[Goal of the exercise]
Your result should be the lines holding the word "derive", copied from the entries below.

[Collected data]
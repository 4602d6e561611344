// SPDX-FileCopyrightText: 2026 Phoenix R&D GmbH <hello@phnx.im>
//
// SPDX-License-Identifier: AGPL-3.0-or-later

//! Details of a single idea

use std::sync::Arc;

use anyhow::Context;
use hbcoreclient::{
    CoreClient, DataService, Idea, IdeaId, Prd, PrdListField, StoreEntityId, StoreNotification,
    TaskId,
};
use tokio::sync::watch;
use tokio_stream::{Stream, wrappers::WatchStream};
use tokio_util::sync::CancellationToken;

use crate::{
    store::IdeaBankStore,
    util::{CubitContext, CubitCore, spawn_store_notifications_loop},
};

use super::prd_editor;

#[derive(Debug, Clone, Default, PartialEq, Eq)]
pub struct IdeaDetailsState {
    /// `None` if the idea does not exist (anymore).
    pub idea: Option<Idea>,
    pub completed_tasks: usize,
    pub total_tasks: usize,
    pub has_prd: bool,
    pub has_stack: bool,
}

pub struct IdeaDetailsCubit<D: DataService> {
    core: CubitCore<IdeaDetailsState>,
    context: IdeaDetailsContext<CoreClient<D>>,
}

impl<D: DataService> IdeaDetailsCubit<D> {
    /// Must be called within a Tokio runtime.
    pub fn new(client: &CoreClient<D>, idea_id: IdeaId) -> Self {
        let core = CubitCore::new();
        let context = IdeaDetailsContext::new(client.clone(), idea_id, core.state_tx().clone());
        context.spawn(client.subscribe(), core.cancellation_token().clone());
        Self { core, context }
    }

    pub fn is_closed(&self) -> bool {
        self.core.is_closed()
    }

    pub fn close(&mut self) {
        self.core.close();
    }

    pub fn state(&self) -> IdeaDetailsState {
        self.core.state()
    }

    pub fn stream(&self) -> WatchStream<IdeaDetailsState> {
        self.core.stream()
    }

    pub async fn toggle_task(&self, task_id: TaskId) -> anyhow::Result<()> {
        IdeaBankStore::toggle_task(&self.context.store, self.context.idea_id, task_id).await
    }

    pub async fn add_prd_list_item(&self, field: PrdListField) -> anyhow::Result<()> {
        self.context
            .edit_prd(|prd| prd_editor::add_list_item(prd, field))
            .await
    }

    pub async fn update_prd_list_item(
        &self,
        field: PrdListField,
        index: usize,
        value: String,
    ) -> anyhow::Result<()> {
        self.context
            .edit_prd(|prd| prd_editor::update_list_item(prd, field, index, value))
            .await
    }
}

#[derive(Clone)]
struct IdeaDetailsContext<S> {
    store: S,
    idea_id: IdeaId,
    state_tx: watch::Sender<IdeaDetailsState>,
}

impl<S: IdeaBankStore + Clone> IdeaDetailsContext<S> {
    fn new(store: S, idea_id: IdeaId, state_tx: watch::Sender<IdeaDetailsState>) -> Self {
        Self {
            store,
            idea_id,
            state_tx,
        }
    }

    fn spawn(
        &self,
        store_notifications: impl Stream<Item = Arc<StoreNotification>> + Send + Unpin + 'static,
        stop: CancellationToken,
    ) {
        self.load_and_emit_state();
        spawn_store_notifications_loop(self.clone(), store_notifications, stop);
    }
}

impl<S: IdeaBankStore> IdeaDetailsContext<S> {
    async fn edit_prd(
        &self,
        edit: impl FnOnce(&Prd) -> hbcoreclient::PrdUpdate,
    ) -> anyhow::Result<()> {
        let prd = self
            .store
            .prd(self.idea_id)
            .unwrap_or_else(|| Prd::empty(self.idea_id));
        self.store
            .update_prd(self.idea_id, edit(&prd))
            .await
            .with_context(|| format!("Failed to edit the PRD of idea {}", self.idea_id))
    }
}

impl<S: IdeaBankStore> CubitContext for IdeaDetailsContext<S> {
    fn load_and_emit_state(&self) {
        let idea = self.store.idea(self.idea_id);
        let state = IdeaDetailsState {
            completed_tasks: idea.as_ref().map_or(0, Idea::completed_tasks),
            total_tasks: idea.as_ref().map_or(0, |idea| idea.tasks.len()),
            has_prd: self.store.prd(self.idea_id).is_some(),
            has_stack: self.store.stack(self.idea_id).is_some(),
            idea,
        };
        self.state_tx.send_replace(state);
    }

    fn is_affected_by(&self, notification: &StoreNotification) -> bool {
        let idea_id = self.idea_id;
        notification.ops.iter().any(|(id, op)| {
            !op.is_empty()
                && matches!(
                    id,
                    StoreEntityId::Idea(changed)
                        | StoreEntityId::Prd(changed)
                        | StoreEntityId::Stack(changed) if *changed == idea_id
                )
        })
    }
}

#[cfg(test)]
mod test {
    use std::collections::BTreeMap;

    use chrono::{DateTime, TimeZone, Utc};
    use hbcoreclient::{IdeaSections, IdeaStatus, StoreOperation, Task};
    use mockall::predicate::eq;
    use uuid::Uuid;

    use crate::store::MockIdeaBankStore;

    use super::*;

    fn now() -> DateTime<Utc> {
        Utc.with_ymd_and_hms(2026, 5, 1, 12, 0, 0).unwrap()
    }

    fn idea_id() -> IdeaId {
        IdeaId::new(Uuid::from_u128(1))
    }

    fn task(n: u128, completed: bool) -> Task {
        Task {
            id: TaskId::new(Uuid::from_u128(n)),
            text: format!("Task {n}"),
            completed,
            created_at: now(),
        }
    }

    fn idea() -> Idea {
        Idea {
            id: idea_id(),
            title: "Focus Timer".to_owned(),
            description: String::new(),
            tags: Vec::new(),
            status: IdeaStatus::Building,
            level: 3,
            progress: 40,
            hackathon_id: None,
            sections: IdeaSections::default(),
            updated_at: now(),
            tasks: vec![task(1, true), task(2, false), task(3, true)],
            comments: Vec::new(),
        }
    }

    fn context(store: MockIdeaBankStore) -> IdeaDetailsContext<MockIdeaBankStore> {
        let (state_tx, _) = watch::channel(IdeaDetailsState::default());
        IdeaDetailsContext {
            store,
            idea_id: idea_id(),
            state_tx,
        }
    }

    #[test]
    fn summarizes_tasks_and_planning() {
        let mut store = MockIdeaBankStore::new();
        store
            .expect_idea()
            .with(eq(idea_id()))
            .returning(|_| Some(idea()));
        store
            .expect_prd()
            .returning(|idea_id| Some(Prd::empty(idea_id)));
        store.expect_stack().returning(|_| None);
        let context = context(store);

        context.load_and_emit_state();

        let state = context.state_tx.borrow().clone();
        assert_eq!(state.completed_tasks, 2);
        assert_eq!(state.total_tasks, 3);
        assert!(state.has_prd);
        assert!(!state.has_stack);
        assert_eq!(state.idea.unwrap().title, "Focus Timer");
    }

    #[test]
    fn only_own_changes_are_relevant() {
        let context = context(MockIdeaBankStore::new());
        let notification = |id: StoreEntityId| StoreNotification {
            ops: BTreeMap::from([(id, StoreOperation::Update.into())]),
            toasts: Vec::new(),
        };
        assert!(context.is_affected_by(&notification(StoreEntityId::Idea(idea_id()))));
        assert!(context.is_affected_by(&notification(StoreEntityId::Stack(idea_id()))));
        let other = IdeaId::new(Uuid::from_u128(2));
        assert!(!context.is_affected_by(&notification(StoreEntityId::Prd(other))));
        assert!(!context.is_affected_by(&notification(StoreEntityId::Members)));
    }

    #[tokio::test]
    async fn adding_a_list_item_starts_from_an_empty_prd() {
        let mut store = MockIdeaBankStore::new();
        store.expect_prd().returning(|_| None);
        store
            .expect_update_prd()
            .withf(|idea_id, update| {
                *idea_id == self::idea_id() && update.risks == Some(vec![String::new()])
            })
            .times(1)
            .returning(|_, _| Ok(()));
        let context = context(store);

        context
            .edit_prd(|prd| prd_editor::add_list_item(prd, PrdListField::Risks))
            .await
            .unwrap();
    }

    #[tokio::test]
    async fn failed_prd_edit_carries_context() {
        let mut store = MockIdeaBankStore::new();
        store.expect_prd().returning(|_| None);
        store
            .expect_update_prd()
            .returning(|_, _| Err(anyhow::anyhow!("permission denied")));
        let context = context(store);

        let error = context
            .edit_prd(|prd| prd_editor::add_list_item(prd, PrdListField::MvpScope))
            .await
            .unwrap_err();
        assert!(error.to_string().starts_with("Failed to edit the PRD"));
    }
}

[Your solution]
#[derive(Debug, Clone, Default, PartialEq, Eq)]
#[derive(Clone)]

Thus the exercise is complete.